= WORK TO COMPLETE =
Between the line containing "definitions for cloudcorr" and the line containing "Packed number-mapping layer" lies a run of lines; give that run again exactly, with both of those lines, and nothing else from the entries below.

= STORED DATA =
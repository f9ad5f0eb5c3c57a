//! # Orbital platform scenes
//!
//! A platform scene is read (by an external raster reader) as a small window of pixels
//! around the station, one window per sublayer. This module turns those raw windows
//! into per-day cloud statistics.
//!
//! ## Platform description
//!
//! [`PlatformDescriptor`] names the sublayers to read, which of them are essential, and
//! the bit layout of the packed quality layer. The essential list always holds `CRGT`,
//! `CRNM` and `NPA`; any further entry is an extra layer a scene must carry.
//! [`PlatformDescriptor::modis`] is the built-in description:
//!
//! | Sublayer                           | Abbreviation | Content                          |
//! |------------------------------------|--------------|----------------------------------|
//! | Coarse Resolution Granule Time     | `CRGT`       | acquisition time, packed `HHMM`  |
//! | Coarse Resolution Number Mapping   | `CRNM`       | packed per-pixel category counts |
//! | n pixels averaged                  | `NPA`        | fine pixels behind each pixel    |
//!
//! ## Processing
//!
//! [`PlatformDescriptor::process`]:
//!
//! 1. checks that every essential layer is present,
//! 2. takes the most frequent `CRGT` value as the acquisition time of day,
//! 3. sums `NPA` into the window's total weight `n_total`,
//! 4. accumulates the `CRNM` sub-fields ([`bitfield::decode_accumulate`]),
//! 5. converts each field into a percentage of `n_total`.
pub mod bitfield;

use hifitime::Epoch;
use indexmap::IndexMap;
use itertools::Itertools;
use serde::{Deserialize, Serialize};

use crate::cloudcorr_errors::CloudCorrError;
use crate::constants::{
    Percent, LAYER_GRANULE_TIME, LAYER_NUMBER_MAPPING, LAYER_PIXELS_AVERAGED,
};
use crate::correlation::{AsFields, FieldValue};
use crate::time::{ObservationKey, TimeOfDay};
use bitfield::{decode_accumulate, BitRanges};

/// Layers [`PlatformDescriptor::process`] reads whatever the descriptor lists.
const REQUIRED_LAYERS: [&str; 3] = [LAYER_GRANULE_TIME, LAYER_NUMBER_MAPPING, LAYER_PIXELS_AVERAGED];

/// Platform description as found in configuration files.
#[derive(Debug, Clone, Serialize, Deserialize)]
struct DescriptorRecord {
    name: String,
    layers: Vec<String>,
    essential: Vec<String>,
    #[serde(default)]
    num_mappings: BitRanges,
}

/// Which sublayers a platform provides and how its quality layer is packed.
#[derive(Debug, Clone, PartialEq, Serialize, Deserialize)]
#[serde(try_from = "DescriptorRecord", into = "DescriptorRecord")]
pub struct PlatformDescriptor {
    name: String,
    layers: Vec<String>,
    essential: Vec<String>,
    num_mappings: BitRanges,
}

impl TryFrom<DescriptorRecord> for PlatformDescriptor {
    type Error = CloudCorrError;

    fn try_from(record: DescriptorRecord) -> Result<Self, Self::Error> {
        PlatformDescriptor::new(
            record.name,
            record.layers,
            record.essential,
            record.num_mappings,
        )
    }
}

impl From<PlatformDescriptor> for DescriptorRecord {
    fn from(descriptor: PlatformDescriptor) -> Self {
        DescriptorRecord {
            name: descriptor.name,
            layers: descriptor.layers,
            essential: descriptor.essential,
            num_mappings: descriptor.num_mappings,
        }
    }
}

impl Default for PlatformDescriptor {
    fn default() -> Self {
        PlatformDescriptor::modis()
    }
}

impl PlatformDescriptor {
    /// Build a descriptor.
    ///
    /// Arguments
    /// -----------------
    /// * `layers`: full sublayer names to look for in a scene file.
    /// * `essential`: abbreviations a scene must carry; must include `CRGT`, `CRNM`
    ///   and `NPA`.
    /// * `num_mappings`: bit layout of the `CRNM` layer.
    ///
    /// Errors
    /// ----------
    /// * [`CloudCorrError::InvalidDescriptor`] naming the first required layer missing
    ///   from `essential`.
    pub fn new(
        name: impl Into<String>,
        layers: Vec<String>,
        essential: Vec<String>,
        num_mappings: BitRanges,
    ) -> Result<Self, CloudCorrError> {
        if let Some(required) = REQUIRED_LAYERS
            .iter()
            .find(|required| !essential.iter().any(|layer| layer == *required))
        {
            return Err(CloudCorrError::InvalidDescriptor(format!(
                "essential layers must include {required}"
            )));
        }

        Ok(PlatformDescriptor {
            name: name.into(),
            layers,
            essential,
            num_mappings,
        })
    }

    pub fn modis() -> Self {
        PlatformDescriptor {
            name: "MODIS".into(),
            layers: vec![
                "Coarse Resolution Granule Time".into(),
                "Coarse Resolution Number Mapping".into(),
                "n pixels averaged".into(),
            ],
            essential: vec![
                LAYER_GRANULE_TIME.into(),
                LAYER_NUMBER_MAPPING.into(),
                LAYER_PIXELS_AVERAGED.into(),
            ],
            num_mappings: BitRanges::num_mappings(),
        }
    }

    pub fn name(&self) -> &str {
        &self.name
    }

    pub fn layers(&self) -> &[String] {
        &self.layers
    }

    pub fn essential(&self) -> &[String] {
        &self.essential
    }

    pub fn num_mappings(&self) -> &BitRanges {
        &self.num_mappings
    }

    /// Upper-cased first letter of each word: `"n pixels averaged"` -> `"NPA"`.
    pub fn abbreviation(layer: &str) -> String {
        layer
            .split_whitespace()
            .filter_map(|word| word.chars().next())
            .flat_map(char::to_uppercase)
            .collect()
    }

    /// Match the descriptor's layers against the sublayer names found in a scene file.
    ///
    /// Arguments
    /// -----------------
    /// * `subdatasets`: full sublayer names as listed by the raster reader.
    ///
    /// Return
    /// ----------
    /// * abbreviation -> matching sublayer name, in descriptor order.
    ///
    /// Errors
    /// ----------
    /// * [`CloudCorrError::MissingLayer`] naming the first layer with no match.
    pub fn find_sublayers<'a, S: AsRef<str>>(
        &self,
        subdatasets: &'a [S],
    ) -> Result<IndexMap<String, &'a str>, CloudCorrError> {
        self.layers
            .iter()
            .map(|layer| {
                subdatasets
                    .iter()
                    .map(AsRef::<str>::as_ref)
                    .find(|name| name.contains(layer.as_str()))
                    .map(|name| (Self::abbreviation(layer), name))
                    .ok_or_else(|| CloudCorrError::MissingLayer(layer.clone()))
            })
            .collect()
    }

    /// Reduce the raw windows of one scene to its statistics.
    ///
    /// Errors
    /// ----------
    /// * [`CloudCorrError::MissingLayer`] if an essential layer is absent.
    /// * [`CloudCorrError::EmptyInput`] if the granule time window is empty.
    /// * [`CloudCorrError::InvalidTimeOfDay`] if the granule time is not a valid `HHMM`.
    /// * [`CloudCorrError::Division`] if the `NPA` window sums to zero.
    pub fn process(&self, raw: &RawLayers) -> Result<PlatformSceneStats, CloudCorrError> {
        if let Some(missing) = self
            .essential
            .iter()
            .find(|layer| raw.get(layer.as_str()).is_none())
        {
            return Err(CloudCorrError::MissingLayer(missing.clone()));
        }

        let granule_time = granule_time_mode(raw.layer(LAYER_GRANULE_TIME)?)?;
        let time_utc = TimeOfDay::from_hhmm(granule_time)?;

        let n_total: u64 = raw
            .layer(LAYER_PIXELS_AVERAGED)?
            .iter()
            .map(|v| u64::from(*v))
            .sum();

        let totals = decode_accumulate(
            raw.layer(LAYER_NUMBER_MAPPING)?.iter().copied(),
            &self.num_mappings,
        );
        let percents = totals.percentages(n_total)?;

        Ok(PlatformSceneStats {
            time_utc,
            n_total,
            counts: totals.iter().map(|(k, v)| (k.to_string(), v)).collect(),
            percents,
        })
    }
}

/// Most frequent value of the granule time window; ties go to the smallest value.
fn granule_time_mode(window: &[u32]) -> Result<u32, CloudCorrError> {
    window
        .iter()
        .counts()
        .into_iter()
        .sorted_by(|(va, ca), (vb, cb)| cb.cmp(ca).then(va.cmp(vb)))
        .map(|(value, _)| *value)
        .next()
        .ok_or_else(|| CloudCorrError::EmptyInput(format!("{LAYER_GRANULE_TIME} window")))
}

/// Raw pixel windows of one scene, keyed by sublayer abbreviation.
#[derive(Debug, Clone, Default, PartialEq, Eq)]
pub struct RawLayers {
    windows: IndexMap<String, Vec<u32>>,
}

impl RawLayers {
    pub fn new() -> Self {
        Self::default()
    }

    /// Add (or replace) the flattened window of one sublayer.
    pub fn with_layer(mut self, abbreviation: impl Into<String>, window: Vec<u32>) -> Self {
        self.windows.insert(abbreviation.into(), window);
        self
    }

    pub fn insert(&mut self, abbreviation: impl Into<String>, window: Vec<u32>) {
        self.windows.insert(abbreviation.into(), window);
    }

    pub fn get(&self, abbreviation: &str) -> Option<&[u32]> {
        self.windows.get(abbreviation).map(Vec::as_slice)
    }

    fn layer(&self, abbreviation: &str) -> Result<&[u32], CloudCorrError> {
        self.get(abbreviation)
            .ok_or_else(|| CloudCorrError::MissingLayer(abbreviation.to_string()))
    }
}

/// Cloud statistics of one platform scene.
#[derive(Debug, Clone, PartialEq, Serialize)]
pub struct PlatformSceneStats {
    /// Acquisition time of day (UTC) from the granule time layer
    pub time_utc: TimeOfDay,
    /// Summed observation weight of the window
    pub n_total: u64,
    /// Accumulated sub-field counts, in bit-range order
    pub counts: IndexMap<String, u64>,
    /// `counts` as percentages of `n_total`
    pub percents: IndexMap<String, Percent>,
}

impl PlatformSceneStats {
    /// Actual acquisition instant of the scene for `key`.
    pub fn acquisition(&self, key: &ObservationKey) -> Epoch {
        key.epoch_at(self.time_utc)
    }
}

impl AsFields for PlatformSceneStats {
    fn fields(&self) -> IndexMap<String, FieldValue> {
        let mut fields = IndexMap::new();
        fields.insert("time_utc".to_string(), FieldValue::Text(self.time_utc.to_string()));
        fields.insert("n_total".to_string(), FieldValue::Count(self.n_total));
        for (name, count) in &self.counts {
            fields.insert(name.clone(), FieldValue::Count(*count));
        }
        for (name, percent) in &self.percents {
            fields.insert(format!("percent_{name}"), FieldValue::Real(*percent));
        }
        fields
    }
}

...

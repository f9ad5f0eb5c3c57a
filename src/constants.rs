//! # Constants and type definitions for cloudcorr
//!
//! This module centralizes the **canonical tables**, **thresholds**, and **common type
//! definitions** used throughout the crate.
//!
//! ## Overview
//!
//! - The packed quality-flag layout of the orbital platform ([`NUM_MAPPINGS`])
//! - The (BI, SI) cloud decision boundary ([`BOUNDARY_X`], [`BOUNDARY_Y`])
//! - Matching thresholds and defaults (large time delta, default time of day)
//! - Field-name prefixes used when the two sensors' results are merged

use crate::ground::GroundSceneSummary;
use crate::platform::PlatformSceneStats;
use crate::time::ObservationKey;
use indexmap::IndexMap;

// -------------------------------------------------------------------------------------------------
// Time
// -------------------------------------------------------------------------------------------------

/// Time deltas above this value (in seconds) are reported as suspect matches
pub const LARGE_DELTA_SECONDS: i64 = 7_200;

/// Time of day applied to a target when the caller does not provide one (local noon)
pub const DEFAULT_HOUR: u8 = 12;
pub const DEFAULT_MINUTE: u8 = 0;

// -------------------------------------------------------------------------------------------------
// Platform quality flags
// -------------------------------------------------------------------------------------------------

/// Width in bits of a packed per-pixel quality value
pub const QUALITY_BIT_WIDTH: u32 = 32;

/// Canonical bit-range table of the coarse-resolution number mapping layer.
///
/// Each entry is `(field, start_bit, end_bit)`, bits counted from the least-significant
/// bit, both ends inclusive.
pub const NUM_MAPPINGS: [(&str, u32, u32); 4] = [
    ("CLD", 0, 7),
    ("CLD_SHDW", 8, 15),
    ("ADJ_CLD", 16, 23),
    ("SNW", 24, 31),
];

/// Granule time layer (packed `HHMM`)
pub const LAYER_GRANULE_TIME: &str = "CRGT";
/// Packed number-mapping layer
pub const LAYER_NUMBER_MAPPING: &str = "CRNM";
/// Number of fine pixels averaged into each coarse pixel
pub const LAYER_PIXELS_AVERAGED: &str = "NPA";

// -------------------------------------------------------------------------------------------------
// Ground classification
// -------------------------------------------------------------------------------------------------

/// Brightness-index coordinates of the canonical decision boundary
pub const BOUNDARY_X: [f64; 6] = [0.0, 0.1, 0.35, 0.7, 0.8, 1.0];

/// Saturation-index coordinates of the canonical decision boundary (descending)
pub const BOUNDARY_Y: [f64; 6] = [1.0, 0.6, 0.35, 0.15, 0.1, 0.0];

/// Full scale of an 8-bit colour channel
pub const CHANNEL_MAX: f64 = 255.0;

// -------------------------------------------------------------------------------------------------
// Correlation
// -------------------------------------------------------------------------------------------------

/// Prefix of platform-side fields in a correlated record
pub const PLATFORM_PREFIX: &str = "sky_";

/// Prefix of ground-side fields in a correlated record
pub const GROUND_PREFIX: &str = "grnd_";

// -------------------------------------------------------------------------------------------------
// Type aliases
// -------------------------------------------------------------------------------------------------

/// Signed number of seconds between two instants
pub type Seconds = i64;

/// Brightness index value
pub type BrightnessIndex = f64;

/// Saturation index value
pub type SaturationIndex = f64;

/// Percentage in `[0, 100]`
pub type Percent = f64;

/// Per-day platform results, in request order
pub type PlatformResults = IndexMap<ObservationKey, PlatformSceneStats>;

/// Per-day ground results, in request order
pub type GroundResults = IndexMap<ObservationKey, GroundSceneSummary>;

= RESPONSE =
//! # Constants and type definitions for cloudcorr
//!
//! This module centralizes the **canonical tables**, **thresholds**, and **common type
//! definitions** used throughout the crate.
//!
//! ## Overview
//!
//! - The packed quality-flag layout of the orbital platform ([`NUM_MAPPINGS`])
//! - The (BI, SI) cloud decision boundary ([`BOUNDARY_X`], [`BOUNDARY_Y`])
//! - Matching thresholds and defaults (large time delta, default time of day)
//! - Field-name prefixes used when the two sensors' results are merged

use crate::ground::GroundSceneSummary;
use crate::platform::PlatformSceneStats;
use crate::time::ObservationKey;
use indexmap::IndexMap;

// -------------------------------------------------------------------------------------------------
// Time
// -------------------------------------------------------------------------------------------------

/// Time deltas above this value (in seconds) are reported as suspect matches
pub const LARGE_DELTA_SECONDS: i64 = 7_200;

/// Time of day applied to a target when the caller does not provide one (local noon)
pub const DEFAULT_HOUR: u8 = 12;
pub const DEFAULT_MINUTE: u8 = 0;

// -------------------------------------------------------------------------------------------------
// Platform quality flags
// -------------------------------------------------------------------------------------------------

/// Width in bits of a packed per-pixel quality value
pub const QUALITY_BIT_WIDTH: u32 = 32;

/// Canonical bit-range table of the coarse-resolution number mapping layer.
///
/// Each entry is `(field, start_bit, end_bit)`, bits counted from the least-significant
/// bit, both ends inclusive.
pub const NUM_MAPPINGS: [(&str, u32, u32); 4] = [
    ("CLD", 0, 7),
    ("CLD_SHDW", 8, 15),
    ("ADJ_CLD", 16, 23),
    ("SNW", 24, 31),
];

/// Granule time layer (packed `HHMM`)
pub const LAYER_GRANULE_TIME: &str = "CRGT";
/// Packed number-mapping layer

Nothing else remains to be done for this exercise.